…Считалось, что портрет Василия Андреевича выиграла государыня и подарила наследнику. Но во дворец портрет не требовали, а Карлу и не хотелось отдавать: не напоминал, поговаривал, что надо кое-что изменить, поправить (пусть постоит в мастерской за наши-то полторы тысячи), ученики копируют — им польза, копии можно и продать, и тут не в одних деньгах выгода, но также в том, что не упрячут Василия Андреевича, написанного Карлом Брюлловым, на веки вечные в дворцовых покоях. (Портрет во дворец так и не был затребован. Сначала полагали, должно быть, что не к спеху, а после ареста Шевченко портрет стал неуместным напоминанием.)
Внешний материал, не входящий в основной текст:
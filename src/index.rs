//! The parent-keyed folder index sync comparison runs against, plus the
//! ordered handoff queue and the possibly-renamed set.
//!
//! The index is a two-level map: parent relative path -> (child name ->
//! stored object). A directory's own descriptor lives under the reserved
//! child key `"."`. The contract with traversers: by the time a directory
//! is handed off, its own entry and all of its children's entries are in
//! the map, so the comparator can take the whole folder in one go.

use std::sync::atomic::{AtomicU64, Ordering};
use std::sync::{Condvar, Mutex, RwLock};
use std::time::Duration;

use anyhow::Result;
use crossbeam_channel::{Receiver, Sender, unbounded};
use jiff::Timestamp;
use rustc_hash::{FxHashMap, FxHashSet};

use crate::counters::{self, Op};
use crate::errors::Error;
use crate::object::{StoredObject, name_of, parent_of};
use crate::pool::CancelToken;

/// Reserved basename a traverser tacks on to mean "this directory itself".
/// Rewritten to [`SELF_CHILD`] on store so the entry lands at
/// `folder[rel]["."]`.
pub const DUMMY_CHILD: &str = "96009b95-26ea-4db5-9a95-b72ee6f1c2aa";

/// Child key of a directory's own descriptor within its own folder slot.
pub const SELF_CHILD: &str = ".";

pub struct FolderIndex {
    map: RwLock<FxHashMap<String, FxHashMap<String, StoredObject>>>,
    bytes: AtomicU64,
    /// Memory cap in bytes; 0 means uncapped.
    cap: u64,
    case_insensitive: bool,
    gate: Mutex<()>,
    gate_cv: Condvar,
}

impl FolderIndex {
    pub fn new(cap_bytes: u64, case_insensitive: bool) -> Self {
        Self {
            map: RwLock::default(),
            bytes: AtomicU64::new(0),
            cap: cap_bytes,
            case_insensitive,
            gate: Mutex::new(()),
            gate_cv: Condvar::new(),
        }
    }

    /// How the destination's case rules fold a key.
    pub fn child_key(&self, name: &str) -> String {
        if self.case_insensitive {
            name.to_lowercase()
        } else {
            name.to_owned()
        }
    }

    /// Place an object under `(parent(rel), basename(rel))`, blocking first
    /// if the configured memory cap is exceeded. Two objects landing on the
    /// same slot is a caller bug, not something to paper over.
    pub fn store(&self, so: StoredObject, cancel: &CancelToken) -> Result<()> {
        self.wait_below_cap(cancel);

        let rel = so.relative_path.as_str();
        let (folder, child) = if rel.is_empty() {
            (String::new(), SELF_CHILD.to_owned())
        } else {
            let name = name_of(rel);
            let child = if name == DUMMY_CHILD {
                SELF_CHILD.to_owned()
            } else {
                self.child_key(name)
            };
            (self.child_key(parent_of(rel)), child)
        };

        let size = so.indexed_size();
        {
            let mut map = self.map.write().unwrap();
            let slot = map.entry(folder.clone()).or_default();
            if slot.insert(child.clone(), so).is_some() {
                return Err(Error::DuplicateEntry { folder, child }.into());
            }
        }
        self.bytes.fetch_add(size, Ordering::SeqCst);
        counters::bump(Op::IndexStores);
        Ok(())
    }

    /// The directory's own descriptor, if it has been indexed.
    pub fn get_directory(&self, rel: &str) -> Option<StoredObject> {
        let map = self.map.read().unwrap();
        map.get(&self.child_key(rel))?.get(SELF_CHILD).cloned()
    }

    /// Did any child's change-time post-date the baseline? Only meaningful
    /// once the directory has been indexed in full (i.e. after handoff).
    pub fn files_changed_in(&self, rel: &str, baseline: Timestamp) -> bool {
        let map = self.map.read().unwrap();
        let Some(slot) = map.get(&self.child_key(rel)) else {
            return false;
        };
        slot.iter()
            .filter(|(child, _)| child.as_str() != SELF_CHILD)
            .any(|(_, so)| so.last_changed.is_some_and(|ctime| ctime > baseline))
    }

    /// Remove a whole folder slot, returning it and releasing its memory.
    pub fn drain(&self, rel: &str) -> FxHashMap<String, StoredObject> {
        let removed = self
            .map
            .write()
            .unwrap()
            .remove(&self.child_key(rel))
            .unwrap_or_default();
        let freed: u64 = removed.values().map(StoredObject::indexed_size).sum();
        if freed > 0 {
            self.bytes.fetch_sub(freed, Ordering::SeqCst);
            let _held = self.gate.lock().unwrap();
            self.gate_cv.notify_all();
        }
        counters::bump(Op::IndexDrains);
        removed
    }

    pub fn memory_bytes(&self) -> u64 {
        self.bytes.load(Ordering::SeqCst)
    }

    /// Once every handed-off directory has been compared and drained, the
    /// index must be empty. A residual is a bug worth surfacing loudly.
    pub fn assert_drained(&self) -> Result<()> {
        let residual = self.memory_bytes();
        if residual == 0 && self.map.read().unwrap().is_empty() {
            Ok(())
        } else {
            Err(Error::IndexerLeak(residual).into())
        }
    }

    fn wait_below_cap(&self, cancel: &CancelToken) {
        if self.cap == 0 {
            return;
        }
        let mut guard = self.gate.lock().unwrap();
        while self.bytes.load(Ordering::SeqCst) >= self.cap && !cancel.is_cancelled() {
            let (next, _timeout) = self
                .gate_cv
                .wait_timeout(guard, Duration::from_millis(50))
                .unwrap();
            guard = next;
        }
    }
}

/// Ordered handoff from the source traverser to the target side: a
/// directory is enqueued only once all of its children are indexed.
pub fn handoff_queue() -> (HandoffTx, HandoffRx) {
    let (tx, rx) = unbounded();
    (HandoffTx { tx }, HandoffRx { rx })
}

pub struct HandoffTx {
    tx: Sender<String>,
}

impl HandoffTx {
    pub fn enqueue(&self, rel: impl Into<String>) {
        let _ = self.tx.send(rel.into());
    }

    /// Signal the target side that enumeration is complete.
    pub fn close(self) {}
}

pub struct HandoffRx {
    rx: Receiver<String>,
}

impl HandoffRx {
    /// Blocks until a directory is ready; `None` once the queue is closed
    /// and empty.
    pub fn dequeue(&self) -> Option<String> {
        self.rx.recv().ok()
    }

    pub fn try_dequeue(&self) -> Option<String> {
        self.rx.try_recv().ok()
    }
}

/// Directories the source flagged as possibly renamed; anything under one
/// gets its target subtree fully re-enumerated.
#[derive(Default)]
pub struct PossiblyRenamedSet {
    set: RwLock<FxHashSet<String>>,
}

impl PossiblyRenamedSet {
    pub fn insert(&self, rel: impl Into<String>) {
        self.set.write().unwrap().insert(rel.into());
    }

    /// True if `rel` or any prefix directory of it is in the set.
    pub fn has_ancestor_in(&self, rel: &str) -> bool {
        let set = self.set.read().unwrap();
        if set.is_empty() {
            return false;
        }
        let mut current = rel;
        loop {
            if set.contains(current) {
                return true;
            }
            match current.rfind('/') {
                Some(i) => current = &current[..i],
                None => return false,
            }
        }
    }
}

#[cfg(test)]
mod test {
    use super::*;

    use crate::object::{EntityType, join_relative};

    fn folder(rel: impl Into<String>) -> StoredObject {
        StoredObject::new(EntityType::Folder, rel)
    }

    fn file(rel: impl Into<String>) -> StoredObject {
        StoredObject::new(EntityType::File, rel)
    }

    #[test]
    fn store_and_drain_balance_to_zero() -> Result<()> {
        let index = FolderIndex::new(0, false);
        let cancel = CancelToken::new();

        index.store(folder(""), &cancel)?;
        index.store(folder("d"), &cancel)?;
        index.store(folder(join_relative("d", DUMMY_CHILD)), &cancel)?;
        index.store(file("d/a"), &cancel)?;
        index.store(file("d/b"), &cancel)?;
        assert!(index.memory_bytes() > 0);

        let d = index.drain("d");
        assert_eq!(d.len(), 3);
        assert!(d.contains_key(SELF_CHILD));
        assert!(d.contains_key("a"));
        assert!(d.contains_key("b"));

        let root = index.drain("");
        assert_eq!(root.len(), 2); // the root itself and its child "d"

        assert_eq!(index.memory_bytes(), 0);
        index.assert_drained()
    }

    #[test]
    fn undrained_index_is_a_leak() -> Result<()> {
        let index = FolderIndex::new(0, false);
        index.store(file("x"), &CancelToken::new())?;
        let err = index.assert_drained().unwrap_err();
        assert!(matches!(
            err.downcast_ref::<Error>(),
            Some(Error::IndexerLeak(_))
        ));
        Ok(())
    }

    #[test]
    fn duplicate_entries_rejected() -> Result<()> {
        let index = FolderIndex::new(0, false);
        let cancel = CancelToken::new();
        index.store(file("d/a"), &cancel)?;
        let err = index.store(file("d/a"), &cancel).unwrap_err();
        assert!(matches!(
            err.downcast_ref::<Error>(),
            Some(Error::DuplicateEntry { .. })
        ));
        Ok(())
    }

    #[test]
    fn dummy_child_becomes_self_entry() -> Result<()> {
        let index = FolderIndex::new(0, false);
        index.store(
            folder(join_relative("some/dir", DUMMY_CHILD)),
            &CancelToken::new(),
        )?;
        assert!(index.get_directory("some/dir").is_some());
        Ok(())
    }

    #[test]
    fn case_insensitive_keys_fold_but_values_keep_case() -> Result<()> {
        let index = FolderIndex::new(0, true);
        let cancel = CancelToken::new();
        index.store(file("Dir/File.TXT"), &cancel)?;

        let slot = index.drain("dir");
        let so = slot.get("file.txt").expect("folded key");
        assert_eq!(so.relative_path, "Dir/File.TXT");
        Ok(())
    }

    #[test]
    fn changed_children_detected() -> Result<()> {
        let index = FolderIndex::new(0, false);
        let cancel = CancelToken::new();
        let baseline = Timestamp::from_second(1000)?;

        let mut quiet = file("d/old");
        quiet.last_changed = Some(Timestamp::from_second(900)?);
        index.store(quiet, &cancel)?;
        assert!(!index.files_changed_in("d", baseline));

        let mut touched = file("d/new");
        touched.last_changed = Some(Timestamp::from_second(1100)?);
        index.store(touched, &cancel)?;
        assert!(index.files_changed_in("d", baseline));
        Ok(())
    }

    #[test]
    fn handoff_preserves_order() {
        let (tx, rx) = handoff_queue();
        tx.enqueue("a");
        tx.enqueue("a/b");
        tx.enqueue("c");
        tx.close();
        assert_eq!(rx.dequeue().as_deref(), Some("a"));
        assert_eq!(rx.dequeue().as_deref(), Some("a/b"));
        assert_eq!(rx.dequeue().as_deref(), Some("c"));
        assert_eq!(rx.dequeue(), None);
    }

    #[test]
    fn renamed_ancestors_found() {
        let set = PossiblyRenamedSet::default();
        assert!(!set.has_ancestor_in("a/b/c"));
        set.insert("a/b");
        assert!(set.has_ancestor_in("a/b/c"));
        assert!(set.has_ancestor_in("a/b"));
        assert!(!set.has_ancestor_in("a"));
        assert!(!set.has_ancestor_in("ab/c"));
    }
}
//! Predicate composition over stored objects.
//!
//! Filters are pure; the chain short-circuits on the first rejection.
//! A filter may also volunteer a literal prefix that remote traversers use
//! to narrow the listing request before anything is even produced.

use anyhow::{Context, Result};
use regex::{Regex, RegexSet};

use crate::object::{EntityType, StoredObject};

pub trait ObjectFilter: Send + Sync {
    fn admits(&self, so: &StoredObject) -> bool;

    /// A literal prefix every admitted object's relative path starts with,
    /// if this filter implies one.
    fn prefix_hint(&self) -> Option<&str> {
        None
    }
}

pub fn passes(filters: &[Box<dyn ObjectFilter>], so: &StoredObject) -> bool {
    filters.iter().all(|f| f.admits(so))
}

/// The longest prefix hint any filter in the chain offers.
pub fn narrowest_prefix<'a>(filters: &'a [Box<dyn ObjectFilter>]) -> Option<&'a str> {
    filters
        .iter()
        .filter_map(|f| f.prefix_hint())
        .max_by_key(|p| p.len())
}

/// Compile a `*`/`?` wildcard pattern into an anchored regex.
pub fn wildcard_to_regex(pattern: &str) -> String {
    let mut re = String::with_capacity(pattern.len() + 8);
    re.push('^');
    for c in pattern.chars() {
        match c {
            '*' => re.push_str(".*"),
            '?' => re.push('.'),
            c => re.push_str(&regex::escape(&c.to_string())),
        }
    }
    re.push('$');
    re
}

/// Admit files whose name matches at least one pattern.
/// Folders pass untouched so traversal can keep descending.
pub struct IncludePatterns {
    set: RegexSet,
}

impl IncludePatterns {
    pub fn new<S: AsRef<str>>(patterns: &[S]) -> Result<Self> {
        let set = RegexSet::new(patterns.iter().map(|p| wildcard_to_regex(p.as_ref())))
            .context("Include patterns don't compile")?;
        Ok(Self { set })
    }
}

impl ObjectFilter for IncludePatterns {
    fn admits(&self, so: &StoredObject) -> bool {
        so.is_folder() || self.set.is_match(&so.name)
    }
}

/// Reject files whose name matches any pattern.
pub struct ExcludePatterns {
    set: RegexSet,
}

impl ExcludePatterns {
    pub fn new<S: AsRef<str>>(patterns: &[S]) -> Result<Self> {
        let set = RegexSet::new(patterns.iter().map(|p| wildcard_to_regex(p.as_ref())))
            .context("Exclude patterns don't compile")?;
        Ok(Self { set })
    }
}

impl ObjectFilter for ExcludePatterns {
    fn admits(&self, so: &StoredObject) -> bool {
        so.is_folder() || !self.set.is_match(&so.name)
    }
}

/// Reject everything under the given relative paths.
pub struct ExcludePaths {
    prefixes: Vec<String>,
}

impl ExcludePaths {
    pub fn new<S: Into<String>>(prefixes: impl IntoIterator<Item = S>) -> Self {
        Self {
            prefixes: prefixes.into_iter().map(Into::into).collect(),
        }
    }
}

impl ObjectFilter for ExcludePaths {
    fn admits(&self, so: &StoredObject) -> bool {
        let rel = so.relative_path.as_str();
        !self.prefixes.iter().any(|p| {
            rel == p || (rel.starts_with(p.as_str()) && rel.as_bytes().get(p.len()) == Some(&b'/'))
        })
    }
}

/// Admit only objects under one subtree; doubles as a listing pre-filter.
pub struct PathPrefix {
    prefix: String,
}

impl PathPrefix {
    pub fn new(prefix: impl Into<String>) -> Self {
        Self {
            prefix: prefix.into(),
        }
    }
}

impl ObjectFilter for PathPrefix {
    fn admits(&self, so: &StoredObject) -> bool {
        so.relative_path.starts_with(&self.prefix)
    }

    fn prefix_hint(&self) -> Option<&str> {
        Some(&self.prefix)
    }
}

/// Admit only the listed entity types.
pub struct EntityFilter {
    allowed: Vec<EntityType>,
}

impl EntityFilter {
    pub fn new(allowed: impl IntoIterator<Item = EntityType>) -> Self {
        Self {
            allowed: allowed.into_iter().collect(),
        }
    }

    pub fn files_only() -> Self {
        Self::new([EntityType::File, EntityType::Hardlink])
    }
}

impl ObjectFilter for EntityFilter {
    fn admits(&self, so: &StoredObject) -> bool {
        self.allowed.contains(&so.entity_type)
    }
}

/// A single compiled wildcard, for things that aren't stored objects
/// (container names in an account traversal).
pub fn wildcard_matcher(pattern: &str) -> Result<Regex> {
    Regex::new(&wildcard_to_regex(pattern)).context("Wildcard pattern doesn't compile")
}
Аполлон Мокрицкий копировал портрет Жуковского. Карл Павлович приблизился, сложил недовольно губы: «Гадость, батюшка! Хуже ничего не писали!», но в широких зрачках его угадал Аполлон интерес и продолжал мужественно. В самом деле, Карл Павлович подошел другой раз, постоял подольше и молча толкнул его плечом, от каковой высокой похвалы копиист совершенно просиял и был не в силах скрыть счастливую улыбку. В дневнике Мокрицкий повторял портрет словами: «…Голова, несколько склоняясь в правую сторону, наклонена вперед… Лицо спокойное, взор, устремленный внимательно, но кажется, занят внутренно. На челе дума не тяжкая, но отрадная, успокоительная… Свежесть и приятные черты лица показывают, что жизнь его проходила без разрушительных бурь. Сильные страсти слегка только касались его нежного сердца, но светлый разум и теплая вера вскоре исцеляли язвы, ими нанесенные… Изящное питало душу его, всегда расположенную к добру. Художник выразил все это…»
…Через три дня после выкупа Тараса послано было передать профессору Брюллову, что наследник направляется к нему в мастерскую. Карл Павлович тотчас сказался больным и поднялся в спальню, поручив принимать высокого гостя ученикам Мокрицкому и Шевченко.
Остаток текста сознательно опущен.